To address a connection-close ordering problem, we need the ability
to drain the RPC completions running on rpcrdma_receive_wq for just
one transport. Give each transport its own RPC completion workqueue,
and drain that workqueue when disconnecting the transport.

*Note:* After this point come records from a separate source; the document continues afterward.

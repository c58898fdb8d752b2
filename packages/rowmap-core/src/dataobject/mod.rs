//! Data object model: descriptors for mapped types and their values.

pub mod container;
pub mod descriptor;
pub mod expand;
pub mod value;

pub use container::{ListContainer, MapContainer, SetContainer};
pub use descriptor::{DataObjectDescriptor, DataObjectKind, ExpandRules};
pub use expand::{At, Entry, ExpandRule, ExpandRuleBuilder};
pub use value::{
    Accessor, Constructor, KeyRole, Mutator, Redirect, Source, Structure, ValueDescriptor,
    ValueMetadata,
};
use std::any::{Any, TypeId};
use std::collections::HashMap;
use std::fmt;
use std::sync::{Arc, RwLock};

use super::error::TypeError;
use super::sql_value::{ColumnType, SqlValue};
use super::type_key::{AnyValue, TypeKey};

type WrapFn = Arc<dyn Fn(&dyn Any) -> Option<SqlValue> + Send + Sync>;
type UnwrapFn = Arc<dyn Fn(&SqlValue) -> Option<AnyValue> + Send + Sync>;

/// Conversion between one scalar type and its column representation.
#[derive(Clone)]
pub struct ScalarCodec {
    type_key: TypeKey,
    column_type: ColumnType,
    wrap: WrapFn,
    unwrap: UnwrapFn,
}

impl ScalarCodec {
    /// Creates a codec for `V`.
    ///
    /// # Arguments
    /// * `column_type` - Native column type the value is stored as
    /// * `to_sql` - Converts a value into a bound argument
    /// * `from_sql` - Converts a fetched column value back; `None` on a type mismatch
    pub fn new<V: Any + Send>(
        column_type: ColumnType,
        to_sql: fn(&V) -> SqlValue,
        from_sql: fn(&SqlValue) -> Option<V>,
    ) -> Self {
        Self {
            type_key: TypeKey::of::<V>(),
            column_type,
            wrap: Arc::new(move |value: &dyn Any| value.downcast_ref::<V>().map(to_sql)),
            unwrap: Arc::new(move |value: &SqlValue| {
                from_sql(value).map(|v| Box::new(v) as AnyValue)
            }),
        }
    }

    pub fn type_key(&self) -> TypeKey {
        self.type_key
    }

    pub fn column_type(&self) -> ColumnType {
        self.column_type
    }

    /// Converts a value of the codec's type. Returns `None` for other types.
    pub fn wrap(&self, value: &dyn Any) -> Option<SqlValue> {
        (self.wrap)(value)
    }

    /// Converts a non-null column value. Returns `None` on a type mismatch.
    pub fn unwrap(&self, value: &SqlValue) -> Option<AnyValue> {
        (self.unwrap)(value)
    }
}

impl fmt::Debug for ScalarCodec {
    fn fmt(&self, f: &mut fmt::Formatter<'_>) -> fmt::Result {
        f.debug_struct("ScalarCodec")
            .field("type_key", &self.type_key)
            .field("column_type", &self.column_type)
            .finish()
    }
}

/// Registry for scalar codecs.
///
/// Stores registered codecs with lookup by type identity.
/// Provides thread-safe registration and retrieval.
#[derive(Debug, Default)]
pub struct TypeRegistry {
    codecs: RwLock<HashMap<TypeId, ScalarCodec>>,
}

impl TypeRegistry {
    /// Creates a new empty type registry.
    pub fn new() -> Self {
        Self {
            codecs: RwLock::new(HashMap::new()),
        }
    }

    /// Creates a registry holding every built-in scalar codec.
    pub fn with_builtin_types() -> Result<Self, TypeError> {
        let registry = Self::new();
        super::builtin_types::register_builtin_types(&registry)?;
        Ok(registry)
    }

    /// Registers a scalar codec.
    ///
    /// # Returns
    /// `Ok(())` if successful, `Err(TypeError)` if the type is already registered.
    pub fn register(&self, codec: ScalarCodec) -> Result<(), TypeError> {
        let mut codecs = self.codecs.write().map_err(|_| TypeError::LockPoisoned)?;

        let type_key = codec.type_key();
        if codecs.contains_key(&type_key.id()) {
            return Err(TypeError::AlreadyRegistered {
                type_name: type_key.name().to_string(),
            });
        }

        codecs.insert(type_key.id(), codec);
        Ok(())
    }

    /// Retrieves the codec of a type.
    pub fn get(&self, type_key: &TypeKey) -> Option<ScalarCodec> {
        self.get_by_id(type_key.id())
    }

    pub(crate) fn get_by_id(&self, id: TypeId) -> Option<ScalarCodec> {
        let codecs = self.codecs.read().ok()?;
        codecs.get(&id).cloned()
    }

    /// Checks if a type is registered.
    pub fn contains(&self, type_key: &TypeKey) -> bool {
        let codecs = match self.codecs.read() {
            Ok(guard) => guard,
            Err(_) => return false,
        };
        codecs.contains_key(&type_key.id())
    }

    /// Returns the names of all registered types.
    pub fn type_names(&self) -> Vec<&'static str> {
        let codecs = match self.codecs.read() {
            Ok(guard) => guard,
            Err(_) => return Vec::new(),
        };
        codecs.values().map(|codec| codec.type_key().name()).collect()
    }

    /// Removes a codec registration.
    ///
    /// # Returns
    /// `true` if the codec was removed, `false` if it wasn't found.
    pub fn remove(&self, type_key: &TypeKey) -> bool {
        let mut codecs = match self.codecs.write() {
            Ok(guard) => guard,
            Err(_) => return false,
        };
        codecs.remove(&type_key.id()).is_some()
    }

    /// Column type of a registered scalar type.
    pub fn column_type(&self, type_key: &TypeKey) -> Option<ColumnType> {
        self.get(type_key).map(|codec| codec.column_type())
    }
}
//! Expand rules: decomposition of one opaque value into stored sub-fields.

use std::any::Any;
use std::marker::PhantomData;

use super::value::{Accessor, Mutator, Source, ValueDescriptor};
use crate::error::MalformationError;
use crate::types::TypeKey;

/// Location of an entry's getter or setter.
#[derive(Debug, Clone, PartialEq, Eq)]
pub struct At {
    pub name: String,
    pub source: Source,
}

/// One sub-field produced by an expand rule.
#[derive(Clone)]
pub struct Entry {
    name: String,
    expanded_type: TypeKey,
    getter_info: At,
    setter_info: At,
    accessor: Accessor,
    mutator: Mutator,
}

impl Entry {
    pub fn name(&self) -> &str {
        &self.name
    }

    pub fn expanded_type(&self) -> TypeKey {
        self.expanded_type
    }

    pub fn getter_info(&self) -> &At {
        &self.getter_info
    }

    pub fn setter_info(&self) -> &At {
        &self.setter_info
    }
}

impl std::fmt::Debug for Entry {
    fn fmt(&self, f: &mut std::fmt::Formatter<'_>) -> std::fmt::Result {
        f.debug_struct("Entry")
            .field("name", &self.name)
            .field("expanded_type", &self.expanded_type)
            .field("getter_info", &self.getter_info)
            .field("setter_info", &self.setter_info)
            .finish()
    }
}

/// A sealed decomposition recipe for one expanding type.
#[derive(Debug, Clone)]
pub struct ExpandRule {
    expanding_type: TypeKey,
    entries: Vec<Entry>,
}

impl ExpandRule {
    pub fn builder<V: Any>() -> ExpandRuleBuilder<V> {
        ExpandRuleBuilder {
            draft: RuleDraft {
                expanding_type: TypeKey::of::<V>(),
                entries: Vec::new(),
            },
            _marker: PhantomData,
        }
    }

    pub fn expanding_type(&self) -> TypeKey {
        self.expanding_type
    }

    pub fn entries(&self) -> &[Entry] {
        &self.entries
    }

    /// Synthesizes one sealed value descriptor per entry, in entry order.
    ///
    /// The descriptors operate on instances of the expanding type.
    pub fn expand(&self) -> Result<Vec<ValueDescriptor>, MalformationError> {
        self.entries
            .iter()
            .map(|entry| {
                let mut value = ValueDescriptor::new(entry.expanded_type, self.expanding_type);
                value.set_name(entry.name.clone())?;
                value.set_owner(self.expanding_type)?;
                value.set_accessor(entry.accessor.clone())?;
                value.set_mutator(entry.mutator.clone())?;
                value.seal()?;
                Ok(value)
            })
            .collect()
    }
}

/// Unsealed entries for one expanding type.
#[derive(Debug, Clone)]
pub(crate) struct RuleDraft {
    pub(crate) expanding_type: TypeKey,
    entries: Vec<Entry>,
}

impl RuleDraft {
    /// Seals the draft, failing with `empty` when no entry was declared.
    pub(crate) fn seal_with(
        self,
        empty: impl FnOnce() -> MalformationError,
    ) -> Result<ExpandRule, MalformationError> {
        if self.entries.is_empty() {
            return Err(empty());
        }
        Ok(ExpandRule {
            expanding_type: self.expanding_type,
            entries: self.entries,
        })
    }
}

/// Builder for [`ExpandRule`] over values of type `V`.
pub struct ExpandRuleBuilder<V> {
    draft: RuleDraft,
    _marker: PhantomData<fn() -> V>,
}

impl<V: Any> ExpandRuleBuilder<V> {
    /// Adds an entry stored as a plain field of `V`.
    pub fn field<E: Any + Send + Clone>(
        mut self,
        name: &str,
        get: fn(&V) -> &E,
        get_mut: fn(&mut V) -> &mut E,
    ) -> Self {
        let field = At {
            name: name.to_string(),
            source: Source::Field,
        };
        self.draft.entries.push(Entry {
            name: name.to_string(),
            expanded_type: TypeKey::of::<E>(),
            getter_info: field.clone(),
            setter_info: field,
            accessor: Accessor::field(get),
            mutator: Mutator::field(get_mut),
        });
        self
    }

    /// Adds an entry read and written through methods of `V`.
    pub fn method<E: Any + Send>(
        mut self,
        name: &str,
        getter: &str,
        get: fn(&V) -> E,
        setter: &str,
        set: fn(&mut V, E),
    ) -> Self {
        self.draft.entries.push(Entry {
            name: name.to_string(),
            expanded_type: TypeKey::of::<E>(),
            getter_info: At {
                name: getter.to_string(),
                source: Source::Method,
            },
            setter_info: At {
                name: setter.to_string(),
                source: Source::Method,
            },
            accessor: Accessor::method(get),
            mutator: Mutator::method(set),
        });
        self
    }

    pub fn build(self) -> Result<ExpandRule, MalformationError> {
        let target = format!("type {}", self.draft.expanding_type);
        self.draft
            .seal_with(|| MalformationError::EmptyExpandRule { target })
    }

    pub(crate) fn into_draft(self) -> RuleDraft {
        self.draft
    }
}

Signed-off-by: Chuck Lever <chuck.lever@oracle.com>
---
 net/sunrpc/xprtrdma/rpc_rdma.c  |    2 +
 net/sunrpc/xprtrdma/transport.c |   17 +++-------
 net/sunrpc/xprtrdma/verbs.c     |   67 +++++++++++++++++++++------------------
 net/sunrpc/xprtrdma/xprt_rdma.h |    6 +--
 4 files changed, 44 insertions(+), 48 deletions(-)

diff --git a/net/sunrpc/xprtrdma/rpc_rdma.c b/net/sunrpc/xprtrdma/rpc_rdma.c
index dc23977..5738c9f 100644
--- a/net/sunrpc/xprtrdma/rpc_rdma.c
+++ b/net/sunrpc/xprtrdma/rpc_rdma.c
@@ -1356,7 +1356,7 @@ void rpcrdma_reply_handler(struct rpcrdma_rep *rep)

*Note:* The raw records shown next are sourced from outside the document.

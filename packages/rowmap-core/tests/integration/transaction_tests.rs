//! Transaction ownership, rollback and waiting.

use std::sync::atomic::{AtomicBool, Ordering};
use std::sync::Arc;
use std::thread;
use std::time::Duration;

use ntest::timeout;

use rowmap_core::schema::{ColumnSpec, Constraint};
use rowmap_core::sql::{
    Connection, DatabaseManipulator, MemoryConnection, MemoryDatabase, MemoryManipulator,
    Predicate, RowCursor, TypeSupport,
};
use rowmap_core::types::{ColumnType, SqlValue};
use rowmap_core::{DataSource, DataSourceError, SqlError, TypeKey};

use super::helpers::{memory_source, sample_customer, Customer};

/// Memory connection whose rollback can be made to fail.
struct FlakyConnection {
    inner: MemoryConnection,
    refuse_rollback: Arc<AtomicBool>,
}

impl Connection for FlakyConnection {
    fn set_auto_commit(&mut self, auto_commit: bool) -> Result<(), SqlError> {
        self.inner.set_auto_commit(auto_commit)
    }

    fn commit(&mut self) -> Result<(), SqlError> {
        self.inner.commit()
    }

    fn rollback(&mut self) -> Result<(), SqlError> {
        if self.refuse_rollback.load(Ordering::SeqCst) {
            return Err(SqlError::Connection("rollback refused".to_string()));
        }
        self.inner.rollback()
    }
}

struct FlakyManipulator(MemoryManipulator);

impl TypeSupport for FlakyManipulator {
    fn column_type(&self, type_key: &TypeKey) -> Option<ColumnType> {
        self.0.column_type(type_key)
    }
}

impl DatabaseManipulator for FlakyManipulator {
    type Connection = FlakyConnection;

    fn query(
        &self,
        connection: &mut FlakyConnection,
        table: &str,
        keys: Option<Predicate<'_>>,
        columns: Option<&[String]>,
    ) -> Result<Box<dyn RowCursor>, SqlError> {
        self.0.query(&mut connection.inner, table, keys, columns)
    }

    fn create_table(
        &self,
        connection: &mut FlakyConnection,
        table: &str,
        columns: &[ColumnSpec],
        constraints: &[Constraint],
    ) -> Result<(), SqlError> {
        self.0
            .create_table(&mut connection.inner, table, columns, constraints)
    }

    fn create_table_if_not_exists(
        &self,
        connection: &mut FlakyConnection,
        table: &str,
        columns: &[ColumnSpec],
        constraints: &[Constraint],
    ) -> Result<bool, SqlError> {
        self.0
            .create_table_if_not_exists(&mut connection.inner, table, columns, constraints)
    }

    fn drop_table_if_exists(
        &self,
        connection: &mut FlakyConnection,
        table: &str,
    ) -> Result<bool, SqlError> {
        self.0.drop_table_if_exists(&mut connection.inner, table)
    }

    fn insert(
        &self,
        connection: &mut FlakyConnection,
        table: &str,
        row: &[(String, SqlValue)],
    ) -> Result<(), SqlError> {
        self.0.insert(&mut connection.inner, table, row)
    }

    fn delete(
        &self,
        connection: &mut FlakyConnection,
        table: &str,
        predicate: Option<Predicate<'_>>,
    ) -> Result<usize, SqlError> {
        self.0.delete(&mut connection.inner, table, predicate)
    }
}

#[timeout(1000)]
#[test]
fn test_busy_law() -> anyhow::Result<()> {
    let (_database, source) = memory_source("customers")?;
    source.create_table::<Customer>()?;

    let stale = source.begin()?;
    stale.push()?;

    let first = source.begin()?;
    assert!(source.is_busy()?);
    let customer = sample_customer(1);
    assert_eq!(source.commit(None, &customer), Err(DataSourceError::Busy));
    assert_eq!(
        source.commit(Some(&stale), &customer),
        Err(DataSourceError::Busy)
    );
    assert_eq!(source.begin(), Err(DataSourceError::Busy));
    assert!(matches!(
        source.create_table_if_not_exists::<Customer>(),
        Err(DataSourceError::Busy)
    ));

    let same = source.commit(Some(&first), &customer)?;
    assert_eq!(same, first);
    first.push()?;
    assert!(!first.is_valid());
    assert!(!source.is_busy()?);

    source.commit(None, &customer)?.push()?;
    Ok(())
}

#[timeout(1000)]
#[test]
fn test_cancel_discards_work() -> anyhow::Result<()> {
    let (database, source) = memory_source("customers")?;
    source.create_table::<Customer>()?;

    let transaction = source.commit(None, &sample_customer(1))?;
    transaction.cancel();
    transaction.cancel();
    assert_eq!(transaction.last_error(), None);
    assert_eq!(database.row_count("customers"), Some(0));

    let mut lookup = Customer {
        id: 1,
        ..Default::default()
    };
    assert!(!source.pull(&mut lookup)?);
    assert!(transaction.push().is_ok());
    assert_eq!(database.row_count("customers"), Some(0));
    Ok(())
}

#[timeout(1000)]
#[test]
fn test_dropped_transaction_rolls_back() -> anyhow::Result<()> {
    let (database, source) = memory_source("customers")?;
    source.create_table::<Customer>()?;

    {
        let _transaction = source.commit(None, &sample_customer(4))?;
        assert!(source.is_busy()?);
    }
    assert!(!source.is_busy()?);
    assert_eq!(database.row_count("customers"), Some(0));
    Ok(())
}

#[timeout(1000)]
#[test]
fn test_failed_operation_cancels_own_transaction() -> anyhow::Result<()> {
    let (_database, source) = memory_source("customers")?;

    let result = source.commit(None, &sample_customer(1));
    assert!(matches!(
        result,
        Err(DataSourceError::Sql(SqlError::TableNotFound { .. }))
    ));
    assert!(!source.is_busy()?);

    source.create_table::<Customer>()?;
    let outer = source.begin()?;
    source.remove(Some(&outer), &sample_customer(1))?;
    assert!(outer.is_valid());
    outer.push()?;
    Ok(())
}

#[timeout(1000)]
#[test]
fn test_rollback_failure_is_recorded() -> anyhow::Result<()> {
    let database = MemoryDatabase::new();
    let refuse_rollback = Arc::new(AtomicBool::new(false));
    let manipulator = FlakyManipulator(MemoryManipulator::with_builtin_types()?);
    let registry = Arc::clone(manipulator.0.registry());
    let connection = FlakyConnection {
        inner: database.connect(),
        refuse_rollback: Arc::clone(&refuse_rollback),
    };
    let source = DataSource::builder(manipulator, connection)
        .table_name("customers")
        .codecs(registry)
        .build()?;
    source.create_table::<Customer>()?;

    refuse_rollback.store(true, Ordering::SeqCst);
    let transaction = source.commit(None, &sample_customer(1))?;
    transaction.cancel();
    assert!(!transaction.is_valid());
    assert_eq!(
        transaction.last_error(),
        Some(DataSourceError::Sql(SqlError::Connection(
            "rollback refused".to_string()
        )))
    );
    assert!(!source.is_busy()?);
    Ok(())
}

#[timeout(2000)]
#[test]
fn test_wait_for_transaction() -> anyhow::Result<()> {
    let (_database, source) = memory_source("customers")?;
    source.create_table::<Customer>()?;
    assert!(source.wait_for_transaction(Some(Duration::from_millis(10)))?);

    let transaction = source.begin()?;
    assert!(!source.wait_for_transaction(Some(Duration::from_millis(20)))?);

    let remote = transaction.clone();
    let pusher = thread::spawn(move || {
        thread::sleep(Duration::from_millis(50));
        remote.push()
    });
    assert!(source.wait_for_transaction(Some(Duration::from_millis(1500)))?);
    assert!(!source.is_busy()?);
    assert!(pusher.join().map_err(|_| anyhow::anyhow!("pusher panicked"))?.is_ok());
    Ok(())
}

 	clear_bit(RPCRDMA_REQ_F_PENDING, &req->rl_flags);
 
 	trace_xprtrdma_reply(rqst->rq_task, rep, req, credits);
-	queue_work(rpcrdma_receive_wq, &rep->rr_work);
+	queue_work(buf->rb_completion_wq, &rep->rr_work);
 	return;
 
 out_badversion:
diff --git a/net/sunrpc/xprtrdma/transport.c b/net/sunrpc/xprtrdma/transport.c
index ae2a838..91c476a 100644
--- a/net/sunrpc/xprtrdma/transport.c
+++ b/net/sunrpc/xprtrdma/transport.c
@@ -444,10 +444,14 @@
 	struct rpcrdma_ep *ep = &r_xprt->rx_ep;
 	struct rpcrdma_ia *ia = &r_xprt->rx_ia;
 
+	might_sleep();
+
 	dprintk("RPC:       %s: closing xprt %p\n", __func__, xprt);
 
+	/* Prevent marshaling and sending of new requests */
+	xprt_clear_connected(xprt);
+
 	if (test_and_clear_bit(RPCRDMA_IAF_REMOVING, &ia->ri_flags)) {
-		xprt_clear_connected(xprt);
 		rpcrdma_ia_remove(ia);
 		return;
 	}
@@ -858,8 +862,6 @@ void xprt_rdma_cleanup(void)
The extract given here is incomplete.